235/60-15 donuts. Wheel well filled nicely. The lower sidewall ht of an 18" is going to make for a rough ride. My wife drives a '13 Infinti M with 20's. Stiff sport suspension. I wondered why the stiff ride didn't seem to bother her until I realized her bra took care of that. You can Google 1967 GTO 18 inch wheels and see some cars with them.


----------



## Goat Roper (Oct 28, 2014)

Irishmic said:


> All Youns sticking with the stock 14" donuts ????


235/60-15" BFG T/As...with spinners.


----------



## Irishmic (Sep 24, 2013)

Looks good !!!


----------



## gotyorgoat (Jun 19, 2011)

18x9's on the rear and 18x8's on the front.


----------



## Irishmic (Sep 24, 2013)

gotyorgoat said:


> 18x9's on the rear and 18x8's on the front.


Very nice !!


----------



## teamwoody72 (May 23, 2008)

irish I have learned with a similar post that understandably the old timers hate the bigger wheels while the middle age guys are about 50/50 and the young bucks love them bigger. Im in the middle and went with 18x8 front and 18x9 rear. I like the look but also like the original ralley 1 wheels.


----------



## Irishmic (Sep 24, 2013)

teamwoody72 said:


> irish I have learned with a similar post that understandably the old timers hate the bigger wheels while the middle age guys are about 50/50 and the young bucks love them bigger. Im in the middle and went with 18x8 front and 18x9 rear. I like the look but also like the original ralley 1 wheels.

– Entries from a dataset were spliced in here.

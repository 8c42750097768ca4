//! Problem definition and solving API.
//!
//! The `Problem` struct represents a geometric or signomial program with:
//! - An objective (minimize a posynomial or maximize a monomial)
//! - A set of constraints
//! - Substitutions for fixed variables
//!
//! Use the builder pattern to construct problems:
//! ```ignore
//! let solution = Problem::minimize(objective)
//!     .subject_to([constraint1, constraint2])
//!     .solve()?;
//! ```
//!
//! `solve` accepts only GP-compatible problems. `localsolve` runs the successive
//! convex approximation driver and accepts signomial constraints too.

use log::debug;

use crate::canon::canonicalize;
use crate::constraints::classify::objective_posynomial;
use crate::constraints::{classify, Constraint, GpConstraint, SpConstraint};
use crate::error::{GpError, Result};
use crate::expr::{Monomial, Posynomial, Signomial, Values, Variable};
use crate::solver::{solve, stuff_problem, Settings, Solution, SolveStatus};
use crate::sp::{LocalSolution, ScaConfig, ScaDriver};

/// Objective type for optimization problems.
#[derive(Debug, Clone)]
pub enum Objective {
    /// Minimize a posynomial.
    Minimize(Signomial),
    /// Maximize a monomial (internally converted to minimizing its inverse).
    Maximize(Signomial),
}

impl Objective {
    /// Get the expression being optimized.
    pub fn expr(&self) -> &Signomial {
        match self {
            Objective::Minimize(e) | Objective::Maximize(e) => e,
        }
    }

    /// Check if this is a minimization.
    pub fn is_minimize(&self) -> bool {
        matches!(self, Objective::Minimize(_))
    }
}

/// A geometric or signomial program.
#[derive(Debug, Clone)]
pub struct Problem {
    /// The objective to optimize.
    pub objective: Objective,
    /// The constraints.
    pub constraints: Vec<Constraint>,
    /// Values for fixed variables, overriding values declared on the variables.
    pub substitutions: Values,
}

impl Problem {
    /// Create a minimization problem.
    pub fn minimize(expr: impl Into<Signomial>) -> ProblemBuilder {
        ProblemBuilder::new(Objective::Minimize(expr.into()))
    }

    /// Create a maximization problem.
    pub fn maximize(expr: impl Into<Signomial>) -> ProblemBuilder {
        ProblemBuilder::new(Objective::Maximize(expr.into()))
    }

    /// Get all variables in this problem, including fixed ones.
    pub fn variables(&self) -> Vec<Variable> {
        let mut vars = self.objective.expr().variables();
        for c in &self.constraints {
            vars.extend(c.variables());
        }
        vars.sort();
        vars.dedup();
        vars
    }

    /// Effective substitutions: declared values, overridden by `substitutions`.
    pub fn fixed_values(&self) -> Values {
        let mut subs: Values = self
            .variables()
            .into_iter()
            .filter_map(|v| v.value().map(|x| (v, x)))
            .collect();
        for (v, x) in &self.substitutions {
            subs.insert(v.clone(), *x);
        }
        subs
    }

    /// Variables left free after substitution.
    pub fn free_variables(&self) -> Vec<Variable> {
        let subs = self.fixed_values();
        self.variables()
            .into_iter()
            .filter(|v| !subs.contains_key(v))
            .collect()
    }

    /// Return a copy with one more substitution.
    pub fn with_substitution(&self, var: &Variable, value: f64) -> Problem {
        let mut p = self.clone();
        p.substitutions.insert(var.clone(), value);
        p
    }

    /// Substitute, classify and split the problem into its GP part and its
    /// signomial constraints.
    pub fn prepare(&self) -> Result<SignomialProgram> {
        let subs = self.fixed_values();
        for (v, x) in &subs {
            if !(x.is_finite() && *x > 0.0) {
                return Err(GpError::InvalidProblem(format!(
                    "substitution for '{}' must be positive and finite, got {}",
                    v, x
                )));
            }
        }

        let raw_obj = self.objective.expr();
        let obj_unit = raw_obj.unit()?;
        let obj = raw_obj.substitute(&subs);
        let (objective, maximize) = match &self.objective {
            Objective::Minimize(_) => (objective_posynomial(&obj)?, false),
            Objective::Maximize(_) => {
                let m = obj.as_monomial().filter(|m| m.coeff > 0.0).ok_or_else(|| {
                    GpError::InvalidProblem(format!(
                        "maximized objective '{}' must be a positive monomial",
                        raw_obj
                    ))
                })?;
                let inv = Monomial::constant(1.0).div_mono(&m.to_si());
                (Posynomial::new(Signomial::from(inv))?, true)
            }
        };

        let constraints: Vec<Constraint> =
            self.constraints.iter().map(|c| c.substitute(&subs)).collect();
        let classified = classify(&constraints)?;

        let free = self.free_variables();
        debug!(
            "prepared problem: {} free variables, {} GP constraints, {} signomial constraints",
            free.len(),
            classified.gp.len(),
            classified.sp.len()
        );

        Ok(SignomialProgram {
            gp: GeometricProgram {
                objective,
                maximize,
                cost_scale: obj_unit.scale(),
                constraints: classified.gp,
                free,
                fixed: subs,
                n_sources: constraints.len(),
            },
            sp: classified.sp,
            constraints,
        })
    }

    /// Solve a GP-compatible problem with default settings.
    pub fn solve(&self) -> Result<Solution> {
        self.solve_with(Settings::default())
    }

    /// Solve a GP-compatible problem with custom settings.
    ///
    /// Fails with `InvalidProblem` if any constraint is signomial; use `localsolve`.
    pub fn solve_with(&self, settings: Settings) -> Result<Solution> {
        let program = self.prepare()?;
        if !program.sp.is_empty() {
            return Err(GpError::InvalidProblem(format!(
                "problem has {} signomial constraint(s); use localsolve",
                program.sp.len()
            )));
        }
        program.gp.solve(&settings)
    }

    /// Solve by successive convex approximation with default configuration.
    pub fn localsolve(&self) -> Result<LocalSolution> {
        self.localsolve_with(ScaConfig::default())
    }

    /// Solve by successive convex approximation.
    pub fn localsolve_with(&self, config: ScaConfig) -> Result<LocalSolution> {
        ScaDriver::new(self, config)?.run()
    }
}

/// A GP in minimization form, after substitution. Coefficients are in SI.
#[derive(Debug, Clone)]
pub struct GeometricProgram {
    /// Posynomial to minimize.
    pub objective: Posynomial,
    /// Whether the user maximized (the objective is then the inverse).
    pub maximize: bool,
    /// SI scale of the user's objective unit.
    pub cost_scale: f64,
    /// GP constraints.
    pub constraints: Vec<GpConstraint>,
    /// Free variables.
    pub free: Vec<Variable>,
    /// Substituted values of fixed variables.
    pub fixed: Values,
    /// Number of user constraints, for per-constraint sensitivities.
    pub n_sources: usize,
}

impl GeometricProgram {
    /// Solve with Clarabel and recover the solution in user units.
    pub fn solve(&self, settings: &Settings) -> Result<Solution> {
        let canon = canonicalize(&self.objective, &self.constraints)?;
        let free_ids: Vec<_> = self.free.iter().map(Variable::id).collect();
        let stuffed = stuff_problem(&canon, &free_ids);
        let raw = solve(&stuffed, settings)?;
        raw.status.into_result("geometric program")?;

        let log_obj = raw.log_objective(&stuffed);
        let cost_si = if self.maximize {
            (-log_obj).exp()
        } else {
            log_obj.exp()
        };

        let mut primal = self.fixed.clone();
        for v in &self.free {
            let y = raw.column(&stuffed, v.id()).unwrap_or(0.0);
            primal.insert(v.clone(), y.exp());
        }

        let sign = if self.maximize { -1.0 } else { 1.0 };
        let param = raw.param_sensitivities(&stuffed);
        let sensitivities: Values = self
            .fixed
            .keys()
            .map(|v| (v.clone(), sign * param.get(&v.id()).copied().unwrap_or(0.0)))
            .collect();

        debug!(
            "GP solved in {} iterations ({:.3e} s), cost {:.6e}",
            raw.iterations, raw.solve_time, cost_si
        );

        Ok(Solution {
            status: SolveStatus::Optimal,
            cost: cost_si / self.cost_scale,
            primal,
            sensitivities,
            constraint_sensitivities: raw.constraint_sensitivities(&stuffed, self.n_sources),
            solve_time: raw.solve_time,
            iterations: raw.iterations,
        })
    }

    /// Copy with extra GP constraints appended.
    pub fn with_constraints(&self, extra: Vec<GpConstraint>) -> GeometricProgram {
        let mut gp = self.clone();
        gp.constraints.extend(extra);
        gp
    }
}

/// A problem split into its GP part and the constraints that need local approximation.
#[derive(Debug, Clone)]
pub struct SignomialProgram {
    /// Objective and GP-compatible constraints.
    pub gp: GeometricProgram,
    /// Signomial constraints.
    pub sp: Vec<SpConstraint>,
    /// All constraints after substitution, indexed as in the problem.
    pub constraints: Vec<Constraint>,
}

/// Builder for constructing problems.
#[derive(Debug, Clone)]
pub struct ProblemBuilder {
    objective: Objective,
    constraints: Vec<Constraint>,
    substitutions: Values,
}

impl ProblemBuilder {
    fn new(objective: Objective) -> Self {
        ProblemBuilder {
            objective,
            constraints: Vec::new(),
            substitutions: Values::new(),
        }
    }

    /// Add constraints to the problem.
    pub fn subject_to(mut self, constraints: impl IntoIterator<Item = Constraint>) -> Self {
        self.constraints.extend(constraints);
        self
    }

    /// Add a single constraint.
    pub fn constraint(mut self, c: Constraint) -> Self {
        self.constraints.push(c);
        self
    }

    /// Fix a variable to a value (in the variable's unit).
    pub fn substitute(mut self, var: &Variable, value: f64) -> Self {
        self.substitutions.insert(var.clone(), value);
        self
    }

    /// Build the problem.
    pub fn build(self) -> Problem {
        Problem {
            objective: self.objective,
            constraints: self.constraints,
            substitutions: self.substitutions,
        }
    }

    /// Build and solve the problem with default settings.
    pub fn solve(self) -> Result<Solution> {
        self.build().solve()
    }

    /// Build and solve the problem with custom settings.
    pub fn solve_with(self, settings: Settings) -> Result<Solution> {
        self.build().solve_with(settings)
    }

    /// Build and solve by successive convex approximation.
    pub fn localsolve(self) -> Result<LocalSolution> {
        self.build().localsolve()
    }

    /// Build and solve by successive convex approximation with a configuration.
    pub fn localsolve_with(self, config: ScaConfig) -> Result<LocalSolution> {
        self.build().localsolve_with(config)
    }
}

#[cfg(test)]
mod tests {
    use super::*;
    use crate::constraints::ConstraintExt;
    use crate::expr::{parameter, scalar_var, variable};
    use approx::assert_relative_eq;

    #[test]
    fn test_problem_builder() {
        let x = scalar_var("x");
        let problem = Problem::minimize(&x).subject_to([x.geq(1.0).unwrap()]).build();
        assert_eq!(problem.variables(), vec![x]);
    }

    #[test]
    fn test_fixed_values_and_overrides() {
        let x = scalar_var("x");
        let k = parameter("k", 2.0, "-").unwrap();
        let problem = Problem::minimize(&x)
            .subject_to([x.geq(&k).unwrap()])
            .build();
        assert_eq!(problem.fixed_values()[&k], 2.0);
        assert_eq!(problem.free_variables(), vec![x.clone()]);
        assert_eq!(problem.with_substitution(&k, 5.0).fixed_values()[&k], 5.0);
    }

    #[test]
    fn test_posynomial_maximize_rejected() {
        let x = scalar_var("x");
        let y = scalar_var("y");
        let problem = Problem::maximize(&x + &y).build();
        assert!(matches!(problem.prepare(), Err(GpError::InvalidProblem(_))));
    }

    #[test]
    fn test_signomial_objective_rejected() {
        let x = scalar_var("x");
        let y = scalar_var("y");
        let problem = Problem::minimize(&x - &y).build();
        assert!(matches!(problem.prepare(), Err(GpError::InvalidProblem(_))));
    }

    #[test]
    fn test_solve_rejects_signomial_constraints() {
        let x = scalar_var("x");
        let y = scalar_var("y");
        // x - y <= 1 has a two-term right side x <= 1 + y
        let problem = Problem::minimize(&x)
            .subject_to([(&x - &y).leq(1.0).unwrap(), x.geq(2.0).unwrap()])
            .build();
        assert!(matches!(problem.solve(), Err(GpError::InvalidProblem(_))));

        // x - y >= 1 is x >= 1 + y, a posynomial bound
        let gp = Problem::minimize(&x)
            .subject_to([(&x - &y).geq(1.0).unwrap()])
            .build();
        assert!(gp.prepare().unwrap().sp.is_empty());
    }

    #[test]
    fn test_solve_simple_gp() {
        // minimize x s.t. x >= 2
        let x = scalar_var("x");
        let result = Problem::minimize(&x)
            .subject_to([x.geq(2.0).unwrap()])
            .solve()
            .expect("solve failed");

        assert_eq!(result.status, SolveStatus::Optimal);
        assert!((result.cost - 2.0).abs() < 1e-4, "Expected ~2.0, got {}", result.cost);
        assert_relative_eq!(result[&x], 2.0, max_relative = 1e-4);
    }

    #[test]
    fn test_cost_in_objective_unit() {
        // minimize L [ft] s.t. L >= 1 m
        let l = variable("L", "ft").unwrap();
        let one_m = Monomial::with_unit(1.0, crate::units::Unit::parse("m").unwrap());
        let result = Problem::minimize(&l)
            .subject_to([l.geq(one_m).unwrap()])
            .solve()
            .expect("solve failed");
        assert_relative_eq!(result.cost, 1.0 / 0.3048, max_relative = 1e-4);
        assert_relative_eq!(result[&l], 1.0 / 0.3048, max_relative = 1e-4);
    }
}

Is 59 middle age .....or the back 9...LOL.....I like some sidewall too !!! Just have to see it up and personal ...


----------



## Rukee (Feb 8, 2007)

I'm running 15's in the back and 14's on the front.


----------



## Irishmic (Sep 24, 2013)

Rukee said:


> I'm running 15's in the back and 14's on the front.


I like that look too.....ran that on my 57 Chevy wagon waaay back in '78


----------



## crustysack (Oct 5, 2008)

18's on a 65, ride height adjustment is critical to making it look good


----------



## geeteeohguy (Feb 2, 2008)

:00/o:"Anyone running 18" wheels on a '66-'67 GTO?"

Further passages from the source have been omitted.